▶ [HOW TO COMPLETE THIS TASK]
Transcribe the entries below exactly as they appear.

▶ [STORED DATA]
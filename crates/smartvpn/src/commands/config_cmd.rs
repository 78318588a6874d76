//! Config subcommand handlers.

use crate::cli::{ConfigArgs, ConfigCommand, GlobalOpts};
use crate::config::{self, Config};
use crate::error::CliError;
use crate::output;

pub fn handle(args: &ConfigArgs, global: &GlobalOpts) -> Result<(), CliError> {
    let path = config::config_path(global);

    match args.command {
        ConfigCommand::Path => {
            output::print_output(&path.display().to_string(), global.quiet);
            Ok(())
        }

        ConfigCommand::Show => {
            let cfg = config::load(global)?;
            let rendered = toml::to_string_pretty(&cfg)?;
            let out = output::render_single(
                &global.output,
                &cfg,
                |_| rendered.trim_end().to_owned(),
                |c| c.backend.url.clone(),
            )?;
            output::print_output(&out, global.quiet);
            Ok(())
        }

        ConfigCommand::Init { force } => {
            if path.exists() && !force {
                return Err(CliError::ConfigExists {
                    path: path.display().to_string(),
                });
            }
            config::save_config_to(&Config::default(), &path)?;
            if !global.quiet {
                eprintln!("Configuration written to {}", path.display());
            }
            Ok(())
        }
    }
}
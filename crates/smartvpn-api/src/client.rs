// Backend HTTP client
//
// Wraps `reqwest::Client` with base-path URL construction and envelope
// unwrapping. Endpoint methods live in `status.rs` and `connection.rs`
// so this module stays focused on transport mechanics.

use reqwest::Method;
use serde::Serialize;
use serde::de::DeserializeOwned;
use tracing::{debug, trace};
use url::Url;

use crate::error::Error;
use crate::models::Envelope;
use crate::transport::TransportConfig;

/// Longest body prefix quoted in error messages.
const BODY_PREVIEW_CHARS: usize = 200;

/// Raw HTTP client for the Smart VPN backend.
///
/// All endpoint paths are resolved below `base_url` (e.g.
/// `http://localhost:3001/api`). Every method checks the envelope's
/// `success` flag and returns the unwrapped `data`.
#[derive(Debug, Clone)]
pub struct Client {
    http: reqwest::Client,
    base_url: Url,
}

impl Client {
    /// Create a client for `base_url` from a `TransportConfig`.
    pub fn new(base_url: Url, transport: &TransportConfig) -> Result<Self, Error> {
        let http = transport.build_client()?;
        Ok(Self { http, base_url })
    }

    /// Create a client around a pre-built `reqwest::Client`.
    pub fn with_client(http: reqwest::Client, base_url: Url) -> Self {
        Self { http, base_url }
    }

    /// The backend base URL.
    pub fn base_url(&self) -> &Url {
        &self.base_url
    }

    /// Resolve an endpoint path below the base URL: `{base}/{path}`.
    pub(crate) fn url(&self, path: &str) -> Result<Url, Error> {
        let base = self.base_url.as_str().trim_end_matches('/');
        let path = path.trim_start_matches('/');
        Ok(Url::parse(&format!("{base}/{path}"))?)
    }

    // ── Request helpers ──────────────────────────────────────────────

    /// Issue an arbitrary request and return the envelope's `data` as raw
    /// JSON (`null` when the backend sent none).
    ///
    /// `body`, when present, is serialized as JSON with the matching
    /// content type.
    pub async fn request(
        &self,
        method: Method,
        path: &str,
        body: Option<&serde_json::Value>,
    ) -> Result<serde_json::Value, Error> {
        let envelope: Envelope<serde_json::Value> = self.send(method, path, body).await?;
        Ok(envelope.data.unwrap_or(serde_json::Value::Null))
    }

    /// Send a GET request and unwrap the envelope. `data` is required.
    pub(crate) async fn get<T: DeserializeOwned>(&self, path: &str) -> Result<T, Error> {
        let envelope: Envelope<T> = self.send::<T, ()>(Method::GET, path, None).await?;
        envelope.data.ok_or_else(|| Error::Deserialization {
            message: format!("response from /{path} carried no data"),
            body: String::new(),
        })
    }

    /// Send a POST request with an optional JSON body. Acknowledgements are
    /// backend-defined, so a missing `data` becomes `null`.
    pub(crate) async fn post<B: Serialize + ?Sized + Sync>(
        &self,
        path: &str,
        body: Option<&B>,
    ) -> Result<serde_json::Value, Error> {
        let envelope: Envelope<serde_json::Value> = self.send(Method::POST, path, body).await?;
        Ok(envelope.data.unwrap_or(serde_json::Value::Null))
    }

    async fn send<T: DeserializeOwned, B: Serialize + ?Sized + Sync>(
        &self,
        method: Method,
        path: &str,
        body: Option<&B>,
    ) -> Result<Envelope<T>, Error> {
        let url = self.url(path)?;
        debug!("{method} {url}");

        let mut builder = self.http.request(method, url);
        if let Some(body) = body {
            builder = builder.json(body);
        }
        let resp = builder.send().await.map_err(Error::Transport)?;

        parse_envelope(resp).await
    }
}

/// Parse the `{ success, data }` envelope.
///
/// Non-2xx statuses become `Error::Http` (quoting the backend's own error
/// text when the body is an envelope), undecodable bodies become
/// `Error::Deserialization`, and `success: false` becomes `Error::Rejected`.
async fn parse_envelope<T: DeserializeOwned>(resp: reqwest::Response) -> Result<Envelope<T>, Error> {
    let status = resp.status();
    let body = resp.text().await.map_err(Error::Transport)?;
    trace!(status = status.as_u16(), body = %preview(&body), "response");

    if !status.is_success() {
        let message = serde_json::from_str::<Envelope<serde_json::Value>>(&body)
            .ok()
            .and_then(|mut env| env.failure_message())
            .unwrap_or_else(|| preview(&body));
        return Err(Error::Http {
            status: status.as_u16(),
            message,
        });
    }

    let mut envelope: Envelope<T> =
        serde_json::from_str(&body).map_err(|e| Error::Deserialization {
            message: format!("{e} (body preview: {:?})", preview(&body)),
            body: body.clone(),
        })?;

    if !envelope.success {
        return Err(Error::Rejected {
            message: envelope
                .failure_message()
                .unwrap_or_else(|| "backend reported success: false".into()),
        });
    }

    Ok(envelope)
}

fn preview(body: &str) -> String {
    body.chars().take(BODY_PREVIEW_CHARS).collect()
}

#[cfg(test)]
#[allow(clippy::unwrap_used)]
mod tests {
    use super::*;

    fn client(base: &str) -> Client {
        Client::with_client(reqwest::Client::new(), Url::parse(base).unwrap())
    }

    #[test]
    fn url_joins_below_base_path() {
        let c = client("http://localhost:3001/api");
        assert_eq!(
            c.url("status").unwrap().as_str(),
            "http://localhost:3001/api/status"
        );
    }

    #[test]
    fn url_tolerates_redundant_slashes() {
        let c = client("http://localhost:3001/api/");
        assert_eq!(
            c.url("/connection/connect").unwrap().as_str(),
            "http://localhost:3001/api/connection/connect"
        );
    }

    #[test]
    fn preview_truncates_on_char_boundary() {
        let body = "é".repeat(300);
        assert_eq!(preview(&body).chars().count(), BODY_PREVIEW_CHARS);
    }
}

▶ [OUTPUT OF THE TASK]
filename crates/smartvpn/src/commands/config_cmd.rs
repository 78318588a6874d76
//! Config subcommand handlers.

use crate::cli::{ConfigArgs, ConfigCommand, GlobalOpts};
use crate::config::{self, Config};
use crate::error::CliError;
use crate::output;

pub fn handle(args: &ConfigArgs, global: &GlobalOpts) -> Result<(), CliError> {
    let path = config::config_path(global);

    match args.command {
        ConfigCommand::Path => {
            output::print_output(&path.display().to_string(), global.quiet);
            Ok(())
        }

        ConfigCommand::Show => {
            let cfg = config::load(global)?;
            let rendered = toml::to_string_pretty(&cfg)?;
            let out = output::render_single(
                &global.output,
                &cfg,
                |_| rendered.trim_end().to_owned(),
                |c| c.backend.url.clone(),
            )?;
            output::print_output(&out, global.quiet);
            Ok(())
        }

        ConfigCommand::Init { force } => {
            if path.exists() && !force {
                return Err(CliError::ConfigExists {
                    path: path.display().to_string(),
                });
            }
            config::save_config_to(&Config::default(), &path)?;
            if !global.quiet {
                eprintln!("Configuration written to {}", path.display());
            }
            Ok(())
        }
    }
}
filename crates/smartvpn-api/src/client.rs
// Backend HTTP client
//
// Wraps `reqwest::Client` with base-path URL construction and envelope
// unwrapping. Endpoint methods live in `status.rs` and `connection.rs`
// so this module stays focused on transport mechanics.

use reqwest::Method;
use serde::Serialize;
use serde::de::DeserializeOwned;
use tracing::{debug, trace};
use url::Url;

use crate::error::Error;
use crate::models::Envelope;
use crate::transport::TransportConfig;

/// Longest body prefix quoted in error messages.
const BODY_PREVIEW_CHARS: usize = 200;

/// Raw HTTP client for the Smart VPN backend.
///
/// All endpoint paths are resolved below `base_url` (e.g.
/// `http://localhost:3001/api`). Every method checks the envelope's
/// `success` flag and returns the unwrapped `data`.
#[derive(Debug, Clone)]
pub struct Client {
    http: reqwest::Client,
    base_url: Url,
}

impl Client {
    /// Create a client for `base_url` from a `TransportConfig`.
    pub fn new(base_url: Url, transport: &TransportConfig) -> Result<Self, Error> {
        let http = transport.build_client()?;
        Ok(Self { http, base_url })
    }

    /// Create a client around a pre-built `reqwest::Client`.
    pub fn with_client(http: reqwest::Client, base_url: Url) -> Self {
        Self { http, base_url }
    }

    /// The backend base URL.
    pub fn base_url(&self) -> &Url {
        &self.base_url
    }

    /// Resolve an endpoint path below the base URL: `{base}/{path}`.
    pub(crate) fn url(&self, path: &str) -> Result<Url, Error> {
        let base = self.base_url.as_str().trim_end_matches('/');
        let path = path.trim_start_matches('/');
        Ok(Url::parse(&format!("{base}/{path}"))?)
    }

    // ── Request helpers ──────────────────────────────────────────────

    /// Issue an arbitrary request and return the envelope's `data` as raw
    /// JSON (`null` when the backend sent none).
    ///
    /// `body`, when present, is serialized as JSON with the matching
    /// content type.
    pub async fn request(
        &self,
        method: Method,
        path: &str,
        body: Option<&serde_json::Value>,
    ) -> Result<serde_json::Value, Error> {
        let envelope: Envelope<serde_json::Value> = self.send(method, path, body).await?;
        Ok(envelope.data.unwrap_or(serde_json::Value::Null))
    }

    /// Send a GET request and unwrap the envelope. `data` is required.
    pub(crate) async fn get<T: DeserializeOwned>(&self, path: &str) -> Result<T, Error> {
        let envelope: Envelope<T> = self.send::<T, ()>(Method::GET, path, None).await?;
        envelope.data.ok_or_else(|| Error::Deserialization {
            message: format!("response from /{path} carried no data"),
            body: String::new(),
        })
    }

    /// Send a POST request with an optional JSON body. Acknowledgements are
    /// backend-defined, so a missing `data` becomes `null`.
    pub(crate) async fn post<B: Serialize + ?Sized + Sync>(
        &self,
        path: &str,
        body: Option<&B>,
    ) -> Result<serde_json::Value, Error> {
        let envelope: Envelope<serde_json::Value> = self.send(Method::POST, path, body).await?;
        Ok(envelope.data.unwrap_or(serde_json::Value::Null))
    }

    async fn send<T: DeserializeOwned, B: Serialize + ?Sized + Sync>(
        &self,
        method: Method,
        path: &str,
        body: Option<&B>,
    ) -> Result<Envelope<T>, Error> {
        let url = self.url(path)?;
        debug!("{method} {url}");

        let mut builder = self.http.request(method, url);
        if let Some(body) = body {
            builder = builder.json(body);
        }
        let resp = builder.send().await.map_err(Error::Transport)?;

        parse_envelope(resp).await
    }
}

/// Parse the `{ success, data }` envelope.
///
/// Non-2xx statuses become `Error::Http` (quoting the backend's own error
/// text when the body is an envelope), undecodable bodies become
/// `Error::Deserialization`, and `success: false` becomes `Error::Rejected`.
async fn parse_envelope<T: DeserializeOwned>(resp: reqwest::Response) -> Result<Envelope<T>, Error> {
    let status = resp.status();
    let body = resp.text().await.map_err(Error::Transport)?;
    trace!(status = status.as_u16(), body = %preview(&body), "response");

    if !status.is_success() {
        let message = serde_json::from_str::<Envelope<serde_json::Value>>(&body)
            .ok()
            .and_then(|mut env| env.failure_message())
            .unwrap_or_else(|| preview(&body));
        return Err(Error::Http {
            status: status.as_u16(),
            message,
        });
    }

    let mut envelope: Envelope<T> =
        serde_json::from_str(&body).map_err(|e| Error::Deserialization {
            message: format!("{e} (body preview: {:?})", preview(&body)),
            body: body.clone(),
        })?;

    if !envelope.success {
        return Err(Error::Rejected {
            message: envelope
                .failure_message()
                .unwrap_or_else(|| "backend reported success: false".into()),
        });
    }

    Ok(envelope)
}

fn preview(body: &str) -> String {
    body.chars().take(BODY_PREVIEW_CHARS).collect()
}

#[cfg(test)]
#[allow(clippy::unwrap_used)]
mod tests {
    use super::*;

    fn client(base: &str) -> Client {
        Client::with_client(reqwest::Client::new(), Url::parse(base).unwrap())
    }

    #[test]
    fn url_joins_below_base_path() {
        let c = client("http://localhost:3001/api");
        assert_eq!(
            c.url("status").unwrap().as_str(),
            "http://localhost:3001/api/status"
        );
    }

    #[test]
    fn url_tolerates_redundant_slashes() {
        let c = client("http://localhost:3001/api/");
        assert_eq!(
            c.url("/connection/connect").unwrap().as_str(),
            "http://localhost:3001/api/connection/connect"
        );
    }

    #[test]
    fn preview_truncates_on_char_boundary() {
        let body = "é".repeat(300);
        assert_eq!(preview(&body).chars().count(), BODY_PREVIEW_CHARS);
    }
}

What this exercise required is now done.